XZise set Security to None.

Another reason to break away from MW API names is those names will be less relevant when we supporting non-MW wikis.

Seriously, are we going to support them? More or less four people are developing the framework...

But even if not, the MW API is not static (see query continue) and thus it's unreasonable to have names which might not make sense anymore in the future. Additionally for someone who doesn't understand how api.php works, this will also confuse further, and what happens if an argument is not directly mapped to something on the API, should that now follow PEP-8 or not?

Question for the team: I check PEP8 compliance using http://pep8online.com/ and one of the rules it enforces is that the file must end with a newline (i.e. one blank line at the very end is required). I cannot find that recommendation on python.org's PEP8 documentation but it is mentioned on online forums so I guess it is/was part of PEP8.

Our scripts in pywikibot do not comply with this. Should we consider complying?

Hi @Huji I don't remember if it is actually pointed out in original PEP-8 document but it was introduced in pycodestyle (formerly known as pep8, changed on direct Guido's requests) as warning W292.

My linter in editor point this issue every time and as I don't see any argument agains I would go with fulfilling with it, but it's not such big problem to treat it as urgent matter, it could be fixed during other changes.

@Magul I also agree that we shouldn't do like one big commit that only consists of adding blank lines to the end of files.

But perhaps to ensure that this change actually does happen over time, can we modify our test scripts on Jenkins to enforce this rule? This way, every time someone submits a patch for a file that does not end with a blank line, they will receive a -1 from Jenkins, and they will fix it. And once that goes into effect, the next person wouldn't get the warning. Over time, as all files are modified, they all become compliant.

On that note, do we even run a full PEP8 test on all patches? From what I see, currently four test scripts are run on every patch, called pywikibot-core-tox-jessie, pywikibot-core-tox-nose-jessie, pywikibot-core-tox-nose34-jessie and pywikibot-core-tox-doc-jessie. Of these, the last three don't seem to do any PEP8 related checks. The first one does something called PEP8-naming, and I haven't looked into it but I guess it only enforces rules regarding function names and variable names and class names and such.

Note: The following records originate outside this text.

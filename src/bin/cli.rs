//! Chronoquery CLI
//!
//! Command-line interface for running queries without the API server:
//! - Run a query and print the frame
//! - Show how a query would be split, without contacting the backend
//! - Check the backend
//! - Generate a config file

use anyhow::{anyhow, bail, Context};
use chrono::{DateTime, Duration, Utc};
use clap::{Parser, Subcommand, ValueEnum};
use std::path::PathBuf;
use std::sync::Arc;
use tokio_util::sync::CancellationToken;

use chronoquery::client::BackendClient;
use chronoquery::config::{generate_default_config, Config};
use chronoquery::frame::{Frame, TimeRange};
use chronoquery::logging::init_logging;
use chronoquery::query::{HealthStatus, QueryExecutor, QueryFormat, QueryPlan, QuerySpec};

#[derive(Parser)]
#[command(name = "chronoquery")]
#[command(version = env!("CARGO_PKG_VERSION"))]
#[command(about = "Split long time-series queries into chunks and merge the results")]
pub struct Cli {
    #[command(subcommand)]
    pub command: Commands,

    /// Config file (default: search the standard locations)
    #[arg(short, long, global = true)]
    pub config: Option<PathBuf>,
}

/// Time range selection shared by query and plan
#[derive(clap::Args)]
pub struct RangeArgs {
    /// Relative range ending now (e.g. 6h, 7d, 2w)
    #[arg(short, long, default_value = "1h", conflicts_with_all = ["from", "to"])]
    last: String,
    /// Range start (RFC 3339)
    #[arg(long, requires = "to")]
    from: Option<String>,
    /// Range end (RFC 3339)
    #[arg(long, requires = "from")]
    to: Option<String>,
}

/// Query options shared by query and plan
#[derive(clap::Args)]
pub struct QueryArgs {
    /// SQL, may use $__timeFilter, $__timeFrom, $__timeTo, $__interval, $__timeGroup
    sql: String,
    #[command(flatten)]
    range: RangeArgs,
    /// Result format
    #[arg(short, long, value_enum, default_value_t = FormatArg::TimeSeries)]
    format: FormatArg,
    /// Database override for this query
    #[arg(short, long)]
    database: Option<String>,
    /// Split setting override (auto, off, 1h, 6h, 12h, 1d, 3d, 7d)
    #[arg(short, long)]
    split: Option<String>,
}

#[derive(Clone, Copy, ValueEnum)]
pub enum FormatArg {
    TimeSeries,
    Table,
}

#[derive(Clone, Copy, ValueEnum)]
pub enum OutputArg {
    Table,
    Json,
    Csv,
}

#[derive(Subcommand)]
pub enum Commands {
    /// Run a query and print the result
    Query {
        #[command(flatten)]
        query: QueryArgs,
        /// Output format
        #[arg(short, long, value_enum, default_value_t = OutputArg::Table)]
        output: OutputArg,
    },

    /// Show the split decision and the SQL each chunk would run
    Plan {
        #[command(flatten)]
        query: QueryArgs,
    },

    /// Check the backend is reachable
    Health,

    /// Generate default config file
    Config {
        /// Output path (default: stdout)
        #[arg(short, long)]
        output: Option<PathBuf>,
    },
}

#[tokio::main]
async fn main() -> anyhow::Result<()> {
    let cli = Cli::parse();

    let config = match &cli.config {
        Some(path) => Config::load_with_env(path)?,
        None => Config::load_default(),
    };
    init_logging(&config.logging).map_err(|e| anyhow!("Failed to initialise logging: {}", e))?;

    let settings = config.backend.to_settings();

    match cli.command {
        Commands::Query { query, output } => {
            settings.validate()?;
            let (spec, range) = query.into_spec()?;

            let executor = QueryExecutor::new(Arc::new(BackendClient::new()?));
            let frames = with_ctrl_c(|cancel| async move {
                executor.execute(&settings, &spec, range, &cancel).await
            })
            .await?;

            match frames.first() {
                None => println!("No data for the selected time range"),
                Some(frame) => match output {
                    OutputArg::Table => print_table(frame),
                    OutputArg::Json => println!("{}", serde_json::to_string_pretty(&frames)?),
                    OutputArg::Csv => print_csv(frame)?,
                },
            }
        }

        Commands::Plan { query } => {
            let (spec, range) = query.into_spec()?;
            print_plan(&QueryPlan::build(&settings, &spec, range));
        }

        Commands::Health => {
            let executor = QueryExecutor::new(Arc::new(BackendClient::new()?));
            let check = with_ctrl_c(|cancel| async move {
                Ok::<_, anyhow::Error>(executor.check_health(&settings, &cancel).await)
            })
            .await?;

            println!("{}", check.message);
            if check.status == HealthStatus::Error {
                std::process::exit(1);
            }
        }

        Commands::Config { output } => {
            let config = generate_default_config();

            match output {
                Some(path) => {
                    if let Some(parent) = path.parent() {
                        std::fs::create_dir_all(parent)?;
                    }
                    std::fs::write(&path, &config)
                        .with_context(|| format!("Failed to write {:?}", path))?;
                    println!("Config written to {:?}", path);
                }
                None => {
                    print!("{}", config);
                }
            }
        }
    }

    Ok(())
}

impl QueryArgs {
    fn into_spec(self) -> anyhow::Result<(QuerySpec, TimeRange)> {
        let range = self.range.resolve(Utc::now())?;

        let format = match self.format {
            FormatArg::TimeSeries => QueryFormat::TimeSeries,
            FormatArg::Table => QueryFormat::Table,
        };
        let mut spec = QuerySpec::new("A", self.sql).format(format);
        if let Some(database) = self.database {
            spec = spec.database(database);
        }
        if let Some(split) = self.split {
            spec = spec.split_duration(split);
        }
        Ok((spec, range))
    }
}

impl RangeArgs {
    fn resolve(&self, now: DateTime<Utc>) -> anyhow::Result<TimeRange> {
        match (&self.from, &self.to) {
            (Some(from), Some(to)) => {
                let from = parse_instant(from)?;
                let to = parse_instant(to)?;
                TimeRange::try_new(from, to).ok_or_else(|| anyhow!("--from must not be after --to"))
            }
            _ => {
                let span = parse_duration(&self.last)?;
                let from = now
                    .checked_sub_signed(span)
                    .ok_or_else(|| anyhow!("Duration out of range: {}", self.last))?;
                TimeRange::try_new(from, now)
                    .ok_or_else(|| anyhow!("Duration out of range: {}", self.last))
            }
        }
    }
}

/// Run `f` with a token that Ctrl+C cancels
async fn with_ctrl_c<F, Fut, T, E>(f: F) -> anyhow::Result<T>
where
    F: FnOnce(CancellationToken) -> Fut,
    Fut: std::future::Future<Output = Result<T, E>>,
    E: Into<anyhow::Error>,
{
    let cancel = CancellationToken::new();
    let trigger = cancel.clone();
    let watcher = tokio::spawn(async move {
        if tokio::signal::ctrl_c().await.is_ok() {
            trigger.cancel();
        }
    });

    let result = f(cancel).await;
    watcher.abort();
    result.map_err(Into::into)
}

fn parse_instant(s: &str) -> anyhow::Result<DateTime<Utc>> {
    DateTime::parse_from_rfc3339(s)
        .map(|dt| dt.with_timezone(&Utc))
        .with_context(|| format!("Invalid timestamp: {}. Use RFC 3339, e.g. 2026-02-18T00:00:00Z", s))
}

fn parse_duration(s: &str) -> anyhow::Result<Duration> {
    let s = s.trim().to_lowercase();

    let Some(unit) = s.chars().last() else {
        bail!("Empty duration");
    };
    let amount: i64 = s[..s.len() - unit.len_utf8()]
        .parse()
        .with_context(|| format!("Invalid duration format: {}. Use: 30m, 6h, 7d, 2w", s))?;

    let span = match unit {
        'm' => Duration::try_minutes(amount),
        'h' => Duration::try_hours(amount),
        'd' => Duration::try_days(amount),
        'w' => Duration::try_weeks(amount),
        _ => bail!("Invalid duration format: {}. Use: 30m, 6h, 7d, 2w", s),
    };
    match span {
        Some(span) if span > Duration::zero() => Ok(span),
        _ => bail!("Duration out of range: {}", s),
    }
}

fn print_plan(plan: &QueryPlan) {
    println!("Range:  {}", plan.range);
    println!("Format: {:?}", plan.format);
    println!("Database: {}", plan.settings.database);

    match plan.chunk_size {
        None => println!("Split:  off"),
        Some(size) if plan.blockers.is_empty() => {
            println!("Split:  {} chunks of {}", plan.chunks.len(), format_span(size))
        }
        Some(size) => {
            println!("Split:  disabled ({} requested)", format_span(size));
            for blocker in &plan.blockers {
                println!("  - {}", blocker);
            }
        }
    }

    for (i, (range, sql)) in plan.statements().iter().enumerate() {
        println!();
        println!("[{}] {}", i + 1, range);
        println!("{}", sql);
    }
}

fn format_span(span: Duration) -> String {
    let hours = span.num_hours();
    if hours >= 24 && hours % 24 == 0 {
        format!("{}d", hours / 24)
    } else if hours > 0 {
        format!("{}h", hours)
    } else {
        format!("{}m", span.num_minutes())
    }
}

fn print_table(frame: &Frame) {
    let headers: Vec<String> = frame.columns.iter().map(|c| c.display_name()).collect();
    let rows: Vec<Vec<String>> = (0..frame.rows())
        .map(|row| {
            (0..frame.columns.len())
                .map(|col| frame.value(col, row).to_string())
                .collect()
        })
        .collect();

    let widths: Vec<usize> = headers
        .iter()
        .enumerate()
        .map(|(i, h)| {
            rows.iter()
                .map(|r| r[i].len())
                .chain(std::iter::once(h.len()))
                .max()
                .unwrap_or(0)
        })
        .collect();

    let line = |cells: &[String]| {
        cells
            .iter()
            .zip(&widths)
            .map(|(c, w)| format!("{:<w$}", c, w = *w))
            .collect::<Vec<_>>()
            .join(" | ")
    };

    println!("{}", line(&headers));
    println!("{}", "-".repeat(widths.iter().sum::<usize>() + 3 * widths.len().saturating_sub(1)));
    for row in &rows {
        println!("{}", line(row));
    }
    println!();
    println!("{} rows ({:?})", frame.rows(), frame.meta.format);
}

fn print_csv(frame: &Frame) -> anyhow::Result<()> {
    let mut writer = csv::Writer::from_writer(std::io::stdout());

    writer.write_record(frame.columns.iter().map(|c| c.display_name()))?;
    for row in 0..frame.rows() {
        writer.write_record((0..frame.columns.len()).map(|col| frame.value(col, row).to_string()))?;
    }
    writer.flush()?;
    Ok(())
}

If my assessment is correct, should we expand our tests to include the full PEP8 specifications?

@Huji I'm aware that we are running 4 jobs to verify any gerrit patch, but haven't found time to check how they are defined. There is also plan to move the whole testing procedure to Wikimedia CI infrastructure (see task T132138), so if You have time to update our jobs there that will be really big step in right direction.

@Magul I am not familiar with Wikimedia CI so I am afraid I cannot help. What I can tell you for sure is that we do not check PEP8 compliance right now; I checked a number of our existing scripts and they failed for reasons like having lines longer than 80 characters, having import commands not at the top of the file, etc.

Xqt triaged this task as Lowest priority.May 28 2017, 2:21 PM
Xqt removed jayvdb as the assignee of this task.Nov 9 2018, 4:16 PM

@Xqt from what I can see, the only issue pycodestyle finds with our current scripts is lack of compliance with E731 (do not assign a lambda expression, use a def) which happens with only the following:

  • pywikibot/site.py
  • scripts/flickrripper.py
  • scripts/interwiki.py

How about we refactor those three (I think I can do that) and add pycodestyle to the CI jobs for pywikibot so that it is enforced prospectively?

Once https://gerrit.wikimedia.org/r/#/c/pywikibot/core/+/532473/ is merged, we are all clear (given the exclusions we have specified in tox.ini of course) and we can close this task. CI already takes care of the rest.

Unless we want to go crazy and try to mitigate some of the other noqa cases. For instance, in pywikibot/data/api.py we have import cPickle as pickle which is merely for convenience and violates N813 but I feel like these deliberate exceptions should be untouched and we should still call the code PEP-8 compliant despite the noqa's.